First note that we have to assume that $k \geq 0$. Indeed, if $k < 0$ then the algorithm fails on the array $k,0$ since the only solution is $(i,j) = (2,1)$, but $j \geq 2$ throughout the algorithm.

Denote by $i,j$ the values of $i,j$ at the beginning of an iteration, and by $i',j'$ their values at the end of the iteration. Define $$P(i,j) := \exists I \in [i,n], J \in [j,n] \text{ such that } I < J \text{ and } arr[J]-arr[I] = k.$$

Lemma 1. If $P(i,j)$ holds then either $arr[j] - arr[i] = k$ or $P(i',j')$.

Proof.

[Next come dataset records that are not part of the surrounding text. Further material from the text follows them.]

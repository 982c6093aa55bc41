// SPDX-License-Identifier: GPL-3.0-only

use std::cmp::Ordering;
use std::ops::Deref;

use serde::{Deserialize, Serialize};

use crate::common::Usage;

/// A mounted (or formerly mounted) partition from the host mount table
#[derive(Debug, Clone, Default, PartialEq, Eq, Serialize, Deserialize)]
pub struct Partition {
    /// Source device path (e.g. "/dev/sda1")
    pub device: String,

    pub fstype: String,

    pub mount_point: String,

    /// Mount point answered the existence check in time
    pub mounted: bool,

    /// Existence check did not complete before its timeout
    pub stat_timed_out: bool,

    /// Capacity statistics, absent when skipped or not mounted
    pub usage: Option<Usage>,
}

#[derive(Debug, Clone, Default, PartialEq, Eq, Serialize, Deserialize)]
#[serde(transparent)]
pub struct Partitions(pub Vec<Partition>);

impl Partitions {
    /// Total capacity of the mounted partitions that carry usage data
    pub fn mounted_total_bytes(&self) -> u64 {
        self.0
            .iter()
            .filter(|part| part.mounted)
            .filter_map(|part| part.usage.as_ref())
            .map(|usage| usage.total_bytes)
            .sum()
    }

    /// Sort by descending total capacity; partitions without usage go last.
    pub fn sort_by_total_desc(&mut self) {
        self.0.sort_by(|a, b| match (&a.usage, &b.usage) {
            (Some(a), Some(b)) => b.total_bytes.cmp(&a.total_bytes),
            (Some(_), None) => Ordering::Less,
            (None, Some(_)) => Ordering::Greater,
            (None, None) => Ordering::Equal,
        });
    }

    /// Look up a partition by its mount point
    pub fn by_mount_point(&self, mount_point: &str) -> Option<&Partition> {
        self.0.iter().find(|part| part.mount_point == mount_point)
    }
}

impl Deref for Partitions {
    type Target = [Partition];

    fn deref(&self) -> &Self::Target {
        &self.0
    }
}

impl From<Vec<Partition>> for Partitions {
    fn from(parts: Vec<Partition>) -> Self {
        Self(parts)
    }
}

/// Capacity of one block device joined through its mount point
#[derive(Debug, Clone, Default, PartialEq, Eq, Serialize, Deserialize)]
pub struct DeviceUsage {
    pub device_name: String,
    pub mount_point: String,
    pub total_bytes: u64,
    pub used_bytes: u64,
    pub free_bytes: u64,
}
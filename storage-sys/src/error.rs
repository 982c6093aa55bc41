// SPDX-License-Identifier: GPL-3.0-only

use std::path::PathBuf;
use std::time::Duration;

use thiserror::Error;

/// Longest prefix of raw tool output kept in a parse error
const FRAGMENT_LIMIT: usize = 256;

/// Error types for discovery operations
#[derive(Error, Debug)]
pub enum SysError {
    #[error("{tool} not found in PATH")]
    ToolNotFound { tool: String },

    #[error("command `{command}` failed ({status}): {stderr}")]
    CommandFailed {
        command: String,
        status: String,
        stderr: String,
    },

    #[error("failed to parse {len} bytes of tool output: {reason} (input starts with {fragment:?})")]
    Parse {
        len: usize,
        fragment: String,
        reason: String,
    },

    #[error("empty input provided")]
    EmptyInput,

    #[error("unexpected output format, missing {0:?} key")]
    MissingKey(&'static str),

    #[error("unsupported output: {0}")]
    UnsupportedOutput(String),

    #[error("build disk hierarchy failed")]
    HierarchyBuildFailed,

    #[error("operation timed out after {0:?}")]
    Timeout(Duration),

    #[error("context canceled")]
    Cancelled,

    #[error("invalid configuration {path:?}: {reason}")]
    Config { path: PathBuf, reason: String },

    #[error("I/O error: {0}")]
    Io(#[from] std::io::Error),
}

impl SysError {
    /// Build a parse error carrying the input length and a short prefix of it
    pub fn parse(input: &[u8], reason: impl ToString) -> Self {
        let text = String::from_utf8_lossy(input);
        let fragment = text.chars().take(FRAGMENT_LIMIT).collect();
        SysError::Parse {
            len: input.len(),
            fragment,
            reason: reason.to_string(),
        }
    }

    pub fn is_cancelled(&self) -> bool {
        matches!(self, SysError::Cancelled)
    }

    /// Failures reported by a tool or the clock, which a caller may retry.
    pub fn is_retryable(&self) -> bool {
        matches!(
            self,
            SysError::CommandFailed { .. } | SysError::Timeout(_) | SysError::Io(_)
        )
    }
}

/// Result type alias for discovery operations
pub type Result<T> = std::result::Result<T, SysError>;
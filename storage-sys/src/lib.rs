// SPDX-License-Identifier: GPL-3.0-only

//! Host storage discovery for disk inventory
//!
//! This crate turns the output of host introspection tools into the models
//! from `storage-types`:
//! - Block device trees from `lsblk` (JSON or legacy key-value output)
//! - Filesystem type fallback through `findmnt`
//! - Partitions from the mount table, with time-bounded mount point checks
//!   and `statvfs` capacity
//!
//! Every operation takes a [`ScanContext`] (cancellation plus deadline) and a
//! filter policy [`Op`]. Tool access goes through the [`CommandRunner`],
//! [`FindMnt`] and [`MountProbe`] traits so callers and tests can substitute
//! their own.

pub mod command;
pub mod config;
pub mod context;
pub mod error;
pub mod filter;
pub mod findmnt;
pub mod fstype;
pub mod lsblk;
pub mod mountinfo;
pub mod partitions;
pub mod usage;

#[cfg(test)]
pub(crate) mod test_support;

pub use command::{CommandOutput, CommandRunner, SystemCommandRunner};
pub use config::DiscoveryConfig;
pub use context::ScanContext;
pub use error::{Result, SysError};
pub use filter::Op;
pub use findmnt::{FindMnt, FindMntCommand};
pub use fstype::FstypeResolver;
pub use lsblk::{
    BlockDeviceDiscovery, LsblkStrategy, discover_block_devices, discover_block_devices_flattened,
};
pub use mountinfo::{MountEntry, find_fs_type_and_device_by_minor, find_mount_target_device};
pub use partitions::{MountProbe, PartitionDiscovery, SystemMountProbe, discover_partitions};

Let $I,J$ be the indices whose existence is promised by $P(i,j)$. We consider several cases:

  1. $arr[j] - arr[i] = k$. In this case, the lemma clearly holds.
  2. $arr[j] - arr[i] < k$, and so $i' = i$, $j' = j+1$. In this case, $arr[j] - arr[I] \leq arr[j] - arr[i] < k$, and so $J > j$. Therefore $P(i',j')$ holds.
  3. $arr[j] - arr[i] > k$, and so $i' = i+1$, $j' = j$. In this case $arr[J] - arr[i] \geq arr[j] - arr[i] > k$, and so $I > i$. Therefore $P(i',j')$ holds.

$\square$

Lemma 2. If there exist indices $I < J$ such that $arr[J] - arr[I] = k$ and the algorithm halts then it returns true.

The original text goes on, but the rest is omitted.